Cinnamosma madagascariensis
- Conservation status: Least Concern (IUCN 3.1)

Scientific classification
- Kingdom: Plantae
- Clade: Embryophytes
- Clade: Tracheophytes
- Clade: Spermatophytes
- Clade: Angiosperms
- Clade: Magnoliids
- Order: Canellales
- Family: Canellaceae
- Genus: Cinnamosma
- Species: C. madagascariensis
- Binomial name: Cinnamosma madagascariensis Danguy
- Varieties: Cinnamosma madagascariensis var. madagascariensis; Cinnamosma madagascariensis var. namoronensis H.Perrier;

= Cinnamosma madagascariensis =

- Genus: Cinnamosma
- Species: madagascariensis
- Authority: Danguy
- Conservation status: LC

Species of flowering plant

Cinnamosma madagascariensis is a species of flowering plant in the family Canellaceae.
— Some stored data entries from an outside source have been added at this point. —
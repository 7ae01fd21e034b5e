//! Embedding capability: text in, fixed-dimension L2-normalized vectors out,
//! plus a fingerprint that changes exactly when the model or its effective
//! configuration changes.
//!
//! The production implementation wraps a Model2Vec static model. Loading is
//! lazy and one-time; callers that want to show progress call
//! [`Embedder::ensure_loaded`] at a visible moment instead of paying the
//! cost inside the first batch.

use std::sync::OnceLock;

use model2vec_rs::model::StaticModel;

use crate::config::EmbeddingConfig;
use crate::errors::{EmberError, Result};

/// Capability trait for turning text into vectors.
pub trait Embedder {
    /// Embed a batch: N inputs yield N vectors of one dimension.
    fn embed_texts(&self, texts: &[String]) -> Result<Vec<Vec<f32>>>;

    /// Short stable string identifying the model and its effective
    /// configuration. Stored in `meta` and compared on every sync.
    fn fingerprint(&self) -> String;

    /// Force the lazy model load now (no-op when already loaded).
    fn ensure_loaded(&self) -> Result<()>;
}

/// Model2Vec-backed embedder.
pub struct StaticModelEmbedder {
    config: EmbeddingConfig,
    model: OnceLock<StaticModel>,
}

impl StaticModelEmbedder {
    pub fn new(config: EmbeddingConfig) -> Self {
        Self {
            config,
            model: OnceLock::new(),
        }
    }

    fn model(&self) -> Result<&StaticModel> {
        if let Some(model) = self.model.get() {
            return Ok(model);
        }
        let loaded = StaticModel::from_pretrained(
            &self.config.model,
            None,       // hf token
            Some(true), // L2-normalize outputs
            None,       // subfolder
        )
        .map_err(|e| {
            EmberError::Embedding(format!("failed to load model {}: {e}", self.config.model))
        })?;
        Ok(self.model.get_or_init(|| loaded))
    }
}

impl Embedder for StaticModelEmbedder {
    fn embed_texts(&self, texts: &[String]) -> Result<Vec<Vec<f32>>> {
        if texts.is_empty() {
            return Ok(Vec::new());
        }
        let model = self.model()?;
        let vectors =
            model.encode_with_args(texts, Some(self.config.max_length), self.config.batch_size);
        if vectors.len() != texts.len() {
            return Err(EmberError::Embedding(format!(
                "model returned {} vectors for {} inputs",
                vectors.len(),
                texts.len()
            )));
        }
        Ok(vectors)
    }

    fn fingerprint(&self) -> String {
        fingerprint_for(&self.config)
    }

    fn ensure_loaded(&self) -> Result<()> {
        self.model().map(|_| ())
    }
}

/// `{model_id}:v1:{digest16}` — the digest covers everything that changes
/// the vector space: model id, dimension, sequence cap, pooling, and
/// normalization.
pub fn fingerprint_for(config: &EmbeddingConfig) -> String {
    let descriptor = format!(
        "{}|{}|{}|mean|l2",
        config.model, config.dimension, config.max_length
    );
    let digest = blake3::hash(descriptor.as_bytes()).to_hex();
    format!("{}:v1:{}", config.model, &digest.as_str()[..16])
}
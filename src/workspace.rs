//! Repository discovery: find the directory that owns the `.ember/` index.
//!
//! Commands other than `init` may run from any subdirectory. Discovery walks
//! up from the starting directory looking for `.ember/`, but never crosses a
//! git repository boundary: the walk stops at the first directory containing
//! `.git`, so a parent project's index is never picked up by accident.

use std::path::{Path, PathBuf};

use crate::errors::{EmberError, Result};

/// Name of the index directory ember creates next to the repository root.
pub const EMBER_DIR: &str = ".ember";

/// A located ember workspace.
#[derive(Debug, Clone)]
pub struct Workspace {
    /// Absolute repository root (the directory containing `.ember/`).
    pub repo_root: PathBuf,
    /// Absolute path of `.ember/`.
    pub ember_dir: PathBuf,
}

impl Workspace {
    pub fn db_path(&self) -> PathBuf {
        self.ember_dir.join("index.db")
    }

    pub fn state_path(&self) -> PathBuf {
        self.ember_dir.join("state.json")
    }

    pub fn config_path(&self) -> PathBuf {
        self.ember_dir.join("config.toml")
    }

    pub fn last_search_path(&self) -> PathBuf {
        self.ember_dir.join(".last_search.json")
    }

    pub fn lock_path(&self) -> PathBuf {
        self.ember_dir.join(".lock")
    }
}

/// Walk up from `start` looking for `.ember/`.
///
/// Stops (returning `None`) past the first enclosing git repository root, so
/// the search never leaks into an unrelated parent checkout.
pub fn find_ember_root(start: &Path) -> Option<PathBuf> {
    let mut current = start.to_path_buf();
    loop {
        if current.join(EMBER_DIR).is_dir() {
            return Some(current);
        }
        // A .git here makes this the repository root; an index above it would
        // belong to a different project.
        if current.join(".git").exists() {
            return None;
        }
        if !current.pop() {
            return None;
        }
    }
}

/// Locate the workspace for a command that requires an initialized index.
pub fn discover(start: &Path) -> Result<Workspace> {
    let repo_root = find_ember_root(start).ok_or(EmberError::NotInitialized)?;
    let ember_dir = repo_root.join(EMBER_DIR);
    Ok(Workspace {
        repo_root,
        ember_dir,
    })
}

/// Where `init` should create `.ember/`: the enclosing git root if there is
/// one, otherwise the starting directory itself.
pub fn init_root(start: &Path) -> PathBuf {
    match git2::Repository::discover(start) {
        Ok(repo) => repo
            .workdir()
            .map(Path::to_path_buf)
            .unwrap_or_else(|| start.to_path_buf()),
        Err(_) => start.to_path_buf(),
    }
}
It is endemic to Madagascar., where it is known as sakaihazo.

==Description==
Cinnamosma madagascariensis is a shrub or tree which grows 3 to 20 meters tall.

==Range and habitat==
Cinnamosma madagascariensis is found in northern and eastern Madagascar, in the provinces of Antsiranana, Fianarantsoa, Toamasina and Toliara. It grows in humid littoral, lowland, and montane forests, in dry forests and thickets on limestone, and in wooded grassland, between 90 and 2000 meters elevation. Its range includes the Montagne des Français protected area. The species' estimated area of occupancy (AOO) is 72 km^{2}, but may be larger due to under-sampling.

==Uses==
All parts of the plant are used in medicine, particularly the bark which is used to treat tooth decay and epilepsy. The wood is used in construction, woodwork, household objects, and firewood.